The problem with remembering a career
A long mixing career creates an enormous amount of knowledge, but very little of it arrives as a neat textbook. It lives in session templates, saved chains, routing habits, notes, failed experiments, recalled settings and the memory of why one decision worked on one record but failed on another.
Silo Patchwork began as a way to make that knowledge visible. My public credits profile provides one view of the projects and roles across that history; Patchwork focuses on the working knowledge behind the practice rather than reproducing protected client sessions.
Not a preset library
A chain without context is easy to misunderstand. The same compressor can be useful for control, movement, density, tone or deliberate distortion. The settings that work on a close vocal may be irrelevant on a room microphone. For that reason, Patchwork is organised around sources, genres, problems, intentions and signal flow.

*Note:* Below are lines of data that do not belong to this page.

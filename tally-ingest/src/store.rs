//! In-memory cache of one transaction file.
//!
//! The cached load stays valid until the file's modification time or length
//! changes, or until `invalidate` is called.

use std::fs;
use std::path::{Path, PathBuf};
use std::sync::Arc;
use std::time::SystemTime;
use tracing::debug;

use crate::error::Result;
use crate::loader::{load_path, Loaded};

#[derive(Debug, Clone, Copy, PartialEq, Eq)]
struct FileStamp {
    modified: Option<SystemTime>,
    len: u64,
}

impl FileStamp {
    fn read(path: &Path) -> Result<Self> {
        let meta = fs::metadata(path)?;
        Ok(Self {
            modified: meta.modified().ok(),
            len: meta.len(),
        })
    }
}

#[derive(Debug)]
struct Cached {
    stamp: FileStamp,
    loaded: Arc<Loaded>,
}

/// Owns the cached load of a single file path
#[derive(Debug)]
pub struct DatasetStore {
    path: PathBuf,
    cached: Option<Cached>,
}

impl DatasetStore {
    pub fn new(path: impl Into<PathBuf>) -> Self {
        Self {
            path: path.into(),
            cached: None,
        }
    }

    pub fn path(&self) -> &Path {
        &self.path
    }

    /// True when the next `get` would reload from disk.
    pub fn is_stale(&self) -> Result<bool> {
        match &self.cached {
            None => Ok(true),
            Some(c) => Ok(FileStamp::read(&self.path)? != c.stamp),
        }
    }

    /// Current contents, reloading first if the file changed.
    pub fn get(&mut self) -> Result<Arc<Loaded>> {
        let stamp = FileStamp::read(&self.path)?;
        if let Some(c) = &self.cached {
            if c.stamp == stamp {
                return Ok(Arc::clone(&c.loaded));
            }
        }

        debug!(path = %self.path.display(), "reloading dataset");
        let loaded = Arc::new(load_path(&self.path)?);
        self.cached = Some(Cached {
            stamp,
            loaded: Arc::clone(&loaded),
        });
        Ok(loaded)
    }

    /// Drop the cached load; the next `get` reads the file again.
    pub fn invalidate(&mut self) {
        self.cached = None;
    }
}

The objective is to show how a decision develops from the beginning of a path to the end: corrective steps, tone shaping, dynamics, sends, parallel routes, buses and final checks. It also records alternatives rather than declaring one universal answer.

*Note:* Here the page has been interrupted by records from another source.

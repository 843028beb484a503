//! Load a transaction CSV into a `TransactionSet`.
//!
//! Expected shape (header names are case/space-insensitive):
//!   date,amount,type,category,description
//!   2025-01-01,50,Outflow,Food,Lunch
//!
//! Only `amount` is required. Rows whose amount does not parse are dropped
//! and counted; rows with a bad date are kept with `date = None`.

use csv::StringRecord;
use std::fs::File;
use std::io::Read;
use std::path::Path;
use tally_core::{TransactionRow, TransactionSet};
use tracing::{debug, info};

use crate::cells::{parse_date, CellParser};
use crate::columns::ColumnMap;
use crate::error::Result;

/// Bookkeeping from one load
#[derive(Debug, Clone, Copy, Default, PartialEq, Eq)]
pub struct LoadReport {
    /// Data rows seen in the file (header excluded)
    pub rows_read: usize,
    /// Rows dropped because the amount did not parse
    pub dropped_rows: usize,
    /// Kept rows whose date was blank or did not parse
    pub undated_rows: usize,
}

/// A parsed file and its load report
#[derive(Debug, Clone, Default)]
pub struct Loaded {
    pub set: TransactionSet,
    pub report: LoadReport,
}

/// Parse CSV data from any reader.
pub fn load_reader<R: Read>(reader: R) -> Result<Loaded> {
    let mut rdr = csv::ReaderBuilder::new()
        .flexible(true)
        .has_headers(true)
        .from_reader(reader);

    let map = ColumnMap::from_headers(rdr.headers()?)?;
    let cells = CellParser::new()?;

    let mut rows = Vec::new();
    let mut report = LoadReport::default();

    for (line, result) in rdr.records().enumerate() {
        let record = result?;
        report.rows_read += 1;

        let amount_raw = record.get(map.amount).unwrap_or("");
        let amount = match cells.amount(amount_raw) {
            Some(a) => a,
            None => {
                debug!(row = line + 1, cell = amount_raw, "dropping row with unparseable amount");
                report.dropped_rows += 1;
                continue;
            }
        };

        let date = text(&record, map.date).as_deref().and_then(parse_date);
        if date.is_none() {
            report.undated_rows += 1;
        }

        rows.push(TransactionRow {
            date,
            amount,
            flow_label: text(&record, map.flow_type),
            category: text(&record, map.category),
            description: text(&record, map.description),
        });
    }

    info!(
        kept = rows.len(),
        dropped = report.dropped_rows,
        undated = report.undated_rows,
        "loaded transactions"
    );

    Ok(Loaded {
        set: TransactionSet::new(rows, map.columns()),
        report,
    })
}

/// Open, fully read and close a CSV file.
pub fn load_path(path: impl AsRef<Path>) -> Result<Loaded> {
    let path = path.as_ref();
    debug!(path = %path.display(), "opening transaction file");
    let file = File::open(path)?;
    load_reader(file)
}

/// Trimmed cell text, `None` for a missing column or blank cell.
fn text(record: &StringRecord, idx: Option<usize>) -> Option<String> {
    let value = record.get(idx?)?.trim();
    if value.is_empty() {
        None
    } else {
        Some(value.to_string())
    }
}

Turning memory into structure
The construction process involved collecting recurring approaches from templates and notes, then separating durable principles from one-off circumstances. Duplicate ideas were consolidated. Generic descriptions were rejected when they failed to explain why a tool was chosen. Each entry needed enough context to be educational without disclosing a client's private session or implying endorsement by an artist.
This was partly an editorial task. Twenty years of knowledge contains contradictions because practice evolves. Patchwork preserves that evolution by allowing multiple valid paths instead of rewriting history into one perfect method.

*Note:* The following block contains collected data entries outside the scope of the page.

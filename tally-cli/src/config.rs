use anyhow::{Context, Result};
use serde::{Deserialize, Serialize};
use std::fs;
use std::path::{Path, PathBuf};
use tally_core::SummarizerConfig;

use crate::state::{ensure_tally_home, tally_home};

#[derive(Debug, Clone, Default, Serialize, Deserialize, PartialEq)]
#[serde(default)]
pub struct Config {
    pub summarizer: SummarizerConfig,
    pub advisor: AdvisorSection,
    pub display: DisplaySection,
}

#[derive(Debug, Clone, Serialize, Deserialize, PartialEq)]
#[serde(default)]
pub struct AdvisorSection {
    /// Chat-completions API root; `/chat/completions` is appended
    pub base_url: String,
    pub model: String,
    pub temperature: f32,
    pub max_tokens: u32,
    /// Environment variable holding the bearer token
    pub api_key_env: String,
}

impl Default for AdvisorSection {
    fn default() -> Self {
        Self {
            base_url: "https://api.perplexity.ai".to_string(),
            model: "sonar".to_string(),
            temperature: 0.4,
            max_tokens: 500,
            api_key_env: "PERPLEXITY_API_KEY".to_string(),
        }
    }
}

#[derive(Debug, Clone, Serialize, Deserialize, PartialEq)]
#[serde(default)]
pub struct DisplaySection {
    pub page_size: usize,
}

impl Default for DisplaySection {
    fn default() -> Self {
        Self { page_size: 10 }
    }
}

pub fn config_path() -> Result<PathBuf> {
    Ok(tally_home()?.join("config.toml"))
}

pub fn load_config() -> Result<Config> {
    load_config_from(&config_path()?)
}

/// Missing file means defaults.
pub fn load_config_from(path: &Path) -> Result<Config> {
    if !path.exists() {
        return Ok(Config::default());
    }
    let s = fs::read_to_string(path).with_context(|| format!("read {}", path.display()))?;
    toml::from_str(&s).with_context(|| format!("parse {}", path.display()))
}

pub fn save_config_to(path: &Path, cfg: &Config) -> Result<()> {
    let s = toml::to_string_pretty(cfg).context("serialize config")?;
    fs::write(path, s).with_context(|| format!("write {}", path.display()))?;
    Ok(())
}

pub fn init_config() -> Result<()> {
    let p = ensure_tally_home()?.join("config.toml");
    if p.exists() {
        println!("Config already exists: {}", p.display());
        return Ok(());
    }
    save_config_to(&p, &Config::default())?;
    println!("Wrote {}", p.display());
    Ok(())
}

pub fn show_config() -> Result<()> {
    let cfg = load_config()?;
    println!("# {}", config_path()?.display());
    print!("{}", toml::to_string_pretty(&cfg).context("serialize config")?);
    Ok(())
}

#[cfg(test)]
mod tests {
    use super::*;
    use tally_core::UnrecognizedLabels;

    #[test]
    fn test_missing_file_gives_defaults() {
        let dir = tempfile::tempdir().unwrap();
        let cfg = load_config_from(&dir.path().join("config.toml")).unwrap();
        assert_eq!(cfg, Config::default());
        assert_eq!(cfg.advisor.model, "sonar");
        assert_eq!(cfg.display.page_size, 10);
    }

    #[test]
    fn test_partial_file_fills_defaults() {
        let dir = tempfile::tempdir().unwrap();
        let path = dir.path().join("config.toml");
        fs::write(
            &path,
            r#"
[summarizer]
clamp_savings_at_zero = true
unrecognized_labels = "by-sign"
inflow_labels = ["inflow", "credit", "deposit"]

[advisor]
model = "sonar-pro"
"#,
        )
        .unwrap();

        let cfg = load_config_from(&path).unwrap();
        assert!(cfg.summarizer.clamp_savings_at_zero);
        assert_eq!(cfg.summarizer.unrecognized_labels, UnrecognizedLabels::BySign);
        assert!(cfg.summarizer.is_inflow_label("Deposit"));
        assert_eq!(cfg.advisor.model, "sonar-pro");
        assert_eq!(cfg.advisor.api_key_env, "PERPLEXITY_API_KEY");
        assert_eq!(cfg.display.page_size, 10);
    }

    #[test]
    fn test_save_then_load() {
        let dir = tempfile::tempdir().unwrap();
        let path = dir.path().join("config.toml");
        let mut cfg = Config::default();
        cfg.display.page_size = 25;
        cfg.summarizer.uncategorized_bucket_name = "Other".to_string();
        save_config_to(&path, &cfg).unwrap();
        assert_eq!(load_config_from(&path).unwrap(), cfg);
    }

    #[test]
    fn test_invalid_toml_is_an_error() {
        let dir = tempfile::tempdir().unwrap();
        let path = dir.path().join("config.toml");
        fs::write(&path, "[display\npage_size = ").unwrap();
        assert!(load_config_from(&path).is_err());
    }
}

Why the web-app format matters
A document is linear; mixing is not. A web application allows users to move by instrument, objective, genre, processor, routing type or problem. Connections can be followed across the system. A vocal chain may lead to a de-essing technique, a parallel compressor, a reverb architecture and a bus strategy.
This connected structure is why the name Patchwork fits. The knowledge is made of pieces that become useful when their relationships are visible.
What remains protected
Patchwork does not publish unreleased audio, session files, client-specific settings, private correspondence, licence information or exact proprietary processes that would compromise ongoing work. Where a technique was learned through a particular project, the public explanation is generalised unless the information is already authorised and public.
The system is designed to teach judgement, not to expose a client's record.
A living body of knowledge
Mixing tools change, but the central questions remain: What is the source doing? What should the listener feel? Which part of the sound must remain stable? What can move? Where should the energy sit? How does the decision survive other systems?
Silo Patchwork is my attempt to keep those questions connected to practical answers. It is not the claim that twenty years of mixing can be reduced to recipes. It is a way of making accumulated judgement searchable, explainable and available as a starting point for somebody else's listening.